Raising a strong, confident daughter can be hard in today’s world. But there are things you can do to help her feel good about herself and follow her dreams, in spite of the fact that she really drew the short straw, genetically speaking. Here are some tips to help your daughter love herself even though she got Greg’s nose:

 

1. Foster her love of reading. Books promote independence and an acceptance of people’s differences, and spending time reading will help your daughter avoid mirrors and going outside. And this one is most important, cause she better develop some other strengths to distract from that nose of hers.
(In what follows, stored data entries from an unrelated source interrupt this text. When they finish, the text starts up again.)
// SPDX-License-Identifier: GPL-3.0-only
// Copyright (C) 2025 Brian Hetro <whee@smaertness.net>

//! Convert ChatGPT conversation exports to Markdown.
//!
//! This crate provides parsing, thread reconstruction and rendering for
//! turning a ChatGPT data export (`conversations.json`) into one Markdown
//! document per conversation plus a searchable `INDEX.html`.
//!
//! # Overview
//!
//! Each exported conversation stores its messages as a tree of nodes: every
//! edit or regeneration adds a branch. This crate:
//!
//! 1. Parses the JSON export into typed, lenient Rust representations
//! 2. Linearizes each node tree into an ordered list of displayable messages
//! 3. Extracts index metadata (preview text, message count)
//! 4. Renders Markdown documents and an HTML index
//!
//! # Example
//!
//! ```no_run
//! use gpt2md::{conversation, parser, renderer, thread};
//!
//! let json = std::fs::read_to_string("conversations.json").unwrap();
//! let export = parser::parse_export(&json).unwrap();
//!
//! let records = conversation::assemble_all(&export, &thread::ThreadOptions::default());
//! for record in &records {
//!     println!("{}", renderer::render_conversation(record, &renderer::RenderOptions::default()));
//! }
//! ```
//!
//! # Modules
//!
//! - [`parser`]: JSON parsing and type definitions for the export format
//! - [`text`]: display text extraction from message content
//! - [`thread`]: node tree linearization
//! - [`metadata`]: preview and message count extraction
//! - [`conversation`]: per-conversation record assembly
//! - [`filename`]: safe, unique output file names
//! - [`renderer`]: Markdown generation
//! - [`index`]: searchable HTML index generation

#![deny(missing_docs)]

pub mod conversation;
pub mod filename;
pub mod index;
pub mod metadata;
pub mod parser;
pub mod renderer;
pub mod text;
pub mod thread;
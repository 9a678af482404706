// SPDX-License-Identifier: GPL-3.0-only
// Copyright (C) 2025 Brian Hetro <whee@smaertness.net>

//! Per-conversation record assembly.
//!
//! A [`ConversationRecord`] combines the linearized thread from
//! [`crate::thread`] with the index metadata from [`crate::metadata`]. It is
//! everything the renderers need to know about one conversation.

use crate::metadata::{message_count, preview};
use crate::parser::{Conversation, epoch_to_datetime};
use crate::thread::{DisplayMessage, ThreadOptions, linearize};
use chrono::{DateTime, Utc};

/// Title used when a conversation has none.
pub const UNTITLED: &str = "Untitled Conversation";

/// A conversation ready for rendering.
#[derive(Debug, Clone, PartialEq, Eq)]
pub struct ConversationRecord {
    /// The conversation title, never empty.
    pub title: String,

    /// When the conversation was started.
    pub created_at: Option<DateTime<Utc>>,

    /// When the conversation was last updated.
    pub updated_at: Option<DateTime<Utc>>,

    /// The displayable messages in thread order.
    pub messages: Vec<DisplayMessage>,

    /// A one-line snippet of the first user message.
    pub preview: String,

    /// Number of user and assistant messages.
    pub message_count: usize,
}

/// Builds the record for one conversation.
///
/// # Example
///
/// ```
/// use gpt2md::conversation::assemble;
/// use gpt2md::parser::Conversation;
/// use gpt2md::thread::ThreadOptions;
///
/// let record = assemble(&Conversation::default(), &ThreadOptions::default());
///
/// assert_eq!(record.title, "Untitled Conversation");
/// assert!(record.messages.is_empty());
/// assert!(record.created_at.is_none());
/// ```
#[must_use]
pub fn assemble(conv: &Conversation, opts: &ThreadOptions) -> ConversationRecord {
    let title = conv
        .title
        .as_deref()
        .filter(|title| !title.is_empty())
        .unwrap_or(UNTITLED)
        .to_owned();

    ConversationRecord {
        title,
        created_at: conv.create_time.and_then(epoch_to_datetime),
        updated_at: conv.update_time.and_then(epoch_to_datetime),
        messages: linearize(&conv.mapping, opts),
        preview: preview(&conv.mapping),
        message_count: message_count(&conv.mapping),
    }
}

/// Builds records for every conversation in an export, in export order.
#[must_use]
pub fn assemble_all(export: &[Conversation], opts: &ThreadOptions) -> Vec<ConversationRecord> {
    export.iter().map(|conv| assemble(conv, opts)).collect()
}
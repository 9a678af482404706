// SPDX-License-Identifier: GPL-3.0-only
// Copyright (C) 2025 Brian Hetro <whee@smaertness.net>

//! Linearization of a conversation's message tree.
//!
//! ChatGPT stores every conversation as a tree: editing a prompt or
//! regenerating a reply adds a sibling branch under the same parent. This
//! module walks that tree depth-first from its root and produces the flat
//! sequence of messages that a reader sees.
//!
//! The walk is iterative and keeps its own visited set, so cyclic or
//! diamond-shaped mappings terminate and never repeat a node.
//!
//! # Example
//!
//! ```
//! use gpt2md::parser::Conversation;
//! use gpt2md::thread::{linearize, ThreadOptions};
//!
//! let conv: Conversation = serde_json::from_str(r#"{
//!     "mapping": {
//!         "root": { "parent": null, "children": ["a"] },
//!         "a": {
//!             "parent": "root",
//!             "children": [],
//!             "message": {
//!                 "author": { "role": "user" },
//!                 "content": { "content_type": "text", "parts": ["Hi"] }
//!             }
//!         }
//!     }
//! }"#).unwrap();
//!
//! let messages = linearize(&conv.mapping, &ThreadOptions::default());
//! assert_eq!(messages.len(), 1);
//! assert_eq!(messages[0].text, "Hi");
//! ```

use crate::parser::{Mapping, Node, Role, epoch_to_datetime};
use crate::text::display_text;
use chrono::{DateTime, Utc};
use std::collections::{HashMap, HashSet};
use tracing::{debug, trace};
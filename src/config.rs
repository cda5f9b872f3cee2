use crate::error::{CurationError, Result};
use crate::models::ArcType;
use crate::services::curator::{ScoringWeights, TierSplit};
use crate::services::deduplicator::VersionPenalties;
use crate::services::normalizer::NormalizerRules;
use crate::services::providers::ConfigStore;
use crate::services::sequencer::ArcTrajectories;
use crate::services::vocabulary::AnalyzerVocabulary;
use std::collections::HashMap;
use std::env;

pub const DEFAULT_ARC_KEY: &str = "default_arc";
pub const TARGET_COUNT_KEY: &str = "target_count";
pub const CREATIVITY_KEY: &str = "creativity";
pub const MAX_TRACKS_PER_ARTIST_KEY: &str = "max_tracks_per_artist";
pub const SEARCH_LIMIT_KEY: &str = "search_limit";

#[derive(Debug, Clone)]
pub struct Config {
    /// Arc used when neither the caller nor the prompt picks one
    pub default_arc: ArcType,
    pub target_count: usize,
    pub creativity: f64,
    pub max_tracks_per_artist: usize,
    /// Results requested per catalog search
    pub search_limit: usize,
    /// Resolved artist ids keyed by lowercased artist name
    pub artist_ids: HashMap<String, String>,
}

impl Default for Config {
    fn default() -> Self {
        Self {
            default_arc: ArcType::Journey,
            target_count: 25,
            creativity: 0.4,
            max_tracks_per_artist: 3,
            search_limit: 50,
            artist_ids: HashMap::new(),
        }
    }
}

impl Config {
    pub fn from_env() -> std::result::Result<Self, anyhow::Error> {
        dotenvy::dotenv().ok();
        Self::from_lookup(|key| env::var(key).ok())
    }

    /// Builds a config from any variable source; unset keys take defaults.
    pub fn from_lookup<F>(lookup: F) -> std::result::Result<Self, anyhow::Error>
    where
        F: Fn(&str) -> Option<String>,
    {
        let defaults = Config::default();

        let default_arc = match lookup("CURATOR_DEFAULT_ARC") {
            Some(value) => value
                .parse::<ArcType>()
                .map_err(|e| anyhow::anyhow!("CURATOR_DEFAULT_ARC: {}", e))?,
            None => defaults.default_arc,
        };

        let creativity = parse_or(&lookup, "CURATOR_CREATIVITY", defaults.creativity)?;
        if !(0.0..=1.0).contains(&creativity) {
            return Err(anyhow::anyhow!(
                "CURATOR_CREATIVITY must be within [0, 1], got {}",
                creativity
            ));
        }

        let target_count = parse_or(&lookup, "CURATOR_TARGET_COUNT", defaults.target_count)?;
        if target_count == 0 {
            return Err(anyhow::anyhow!("CURATOR_TARGET_COUNT must be positive"));
        }

        // Artist id cache, as a JSON object of name -> catalog id
        let artist_ids = match lookup("CURATOR_ARTIST_IDS") {
            Some(raw) if !raw.trim().is_empty() => {
                let parsed: HashMap<String, String> = serde_json::from_str(&raw)
                    .map_err(|e| anyhow::anyhow!("CURATOR_ARTIST_IDS is not a JSON object: {}", e))?;
                parsed
                    .into_iter()
                    .map(|(name, id)| (name.trim().to_lowercase(), id))
                    .collect()
            }
            _ => HashMap::new(),
        };

        Ok(Config {
            default_arc,
            target_count,
            creativity,
            max_tracks_per_artist: parse_or(
                &lookup,
                "CURATOR_MAX_TRACKS_PER_ARTIST",
                defaults.max_tracks_per_artist,
            )?,
            search_limit: parse_or(&lookup, "CURATOR_SEARCH_LIMIT", defaults.search_limit)?,
            artist_ids,
        })
    }
}

fn parse_or<F, T>(lookup: &F, key: &str, default: T) -> std::result::Result<T, anyhow::Error>
where
    F: Fn(&str) -> Option<String>,
    T: std::str::FromStr,
    T::Err: std::fmt::Display,
{
    match lookup(key) {
        Some(value) => value
            .trim()
            .parse()
            .map_err(|e| anyhow::anyhow!("{} has invalid value '{}': {}", key, value, e)),
        None => Ok(default),
    }
}

impl ConfigStore for Config {
    fn get_default(&self, key: &str) -> Option<String> {
        match key {
            DEFAULT_ARC_KEY => Some(self.default_arc.to_string()),
            TARGET_COUNT_KEY => Some(self.target_count.to_string()),
            CREATIVITY_KEY => Some(self.creativity.to_string()),
            MAX_TRACKS_PER_ARTIST_KEY => Some(self.max_tracks_per_artist.to_string()),
            SEARCH_LIMIT_KEY => Some(self.search_limit.to_string()),
            _ => None,
        }
    }

    fn cached_artist_id(&self, name: &str) -> Option<String> {
        self.artist_ids.get(&name.trim().to_lowercase()).cloned()
    }
}

/// Rule tables and knobs handed to each pipeline component at construction.
#[derive(Debug, Clone)]
pub struct PipelineSettings {
    pub normalizer: NormalizerRules,
    pub penalties: VersionPenalties,
    pub vocabulary: AnalyzerVocabulary,
    pub weights: ScoringWeights,
    pub tiers: TierSplit,
    pub trajectories: ArcTrajectories,
    pub default_arc: ArcType,
    pub max_tracks_per_artist: usize,
    /// Title similarity at or above which two candidates are one song
    pub dedupe_threshold: f64,
}

impl Default for PipelineSettings {
    fn default() -> Self {
        let config = Config::default();
        Self {
            normalizer: NormalizerRules::default(),
            penalties: VersionPenalties::default(),
            vocabulary: AnalyzerVocabulary::default(),
            weights: ScoringWeights::default(),
            tiers: TierSplit::default(),
            trajectories: ArcTrajectories::default(),
            default_arc: config.default_arc,
            max_tracks_per_artist: config.max_tracks_per_artist,
            dedupe_threshold: 0.85,
        }
    }
}

impl PipelineSettings {
    /// Default tables, with the arc and artist cap taken from `store`.
    pub fn from_store(store: &dyn ConfigStore) -> Result<Self> {
        let mut settings = Self::default();

        if let Some(value) = store.get_default(DEFAULT_ARC_KEY) {
            settings.default_arc = value.parse().map_err(CurationError::Config)?;
        }
        if let Some(value) = store.get_default(MAX_TRACKS_PER_ARTIST_KEY) {
            settings.max_tracks_per_artist = value.trim().parse().map_err(|_| {
                CurationError::Config(format!("invalid {} '{}'", MAX_TRACKS_PER_ARTIST_KEY, value))
            })?;
        }

        Ok(settings)
    }
}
Suggest reading books like The Hunchback of Notre Dame, and she’ll soon learn that having Greg’s enormous nose isn’t such a big deal when you really think about it.

 

2. Help her to have positive social experiences. There is a well-established link between low self-esteem and social isolation. Help your daughter to socialize in situations where others will accept her, like at a masked ball, a haunted house, or a meeting of the American Ornithologists’ Union.

 

3. Encourage her to have a sense of humor. It really is true that laughter is the best medicine, especially for girls with a nearly 1:1 nose-to-face ratio. Let’s just hope she got Greg’s overcompensating sense of humor.

 

4. Get her involved in team sports. Studies overwhelmingly suggest that playing sports can contribute to girls’ self-esteem. The added muscle strength will help to keep her head from constantly slumping forward under all that weight. Greg was a varsity athlete, so hopefully she inherited something more than that curse of a nose.

 

 

5. Introduce her to positive role models. Young people often don’t realize that their own struggles were shared by some of history’s most powerful figures, like Abraham Lincoln, Barbra Streisand, and velociraptors. Greg always did look kind of like a velociraptor.

 

6. Lead by example. A mother is a daughter’s number-one influence when it comes to body image, so it is important to model the kind of self-acceptance you’d like to see in her. Try taping a banana to your nose and explain that you don’t mind looking like Pinocchio telling a fib into a funhouse mirror, because you know that what matters is on the inside. Even if you know that’s only sort of true.

 

7. Give her unconditional love. At the end of the day, just make sure your little girl knows that even though she looks like Saul Bellow and a toucan had a baby who’s been in one too many fistfights, in your eyes she’ll always be beautiful. At least until she gets your mother-in-law’s jowls.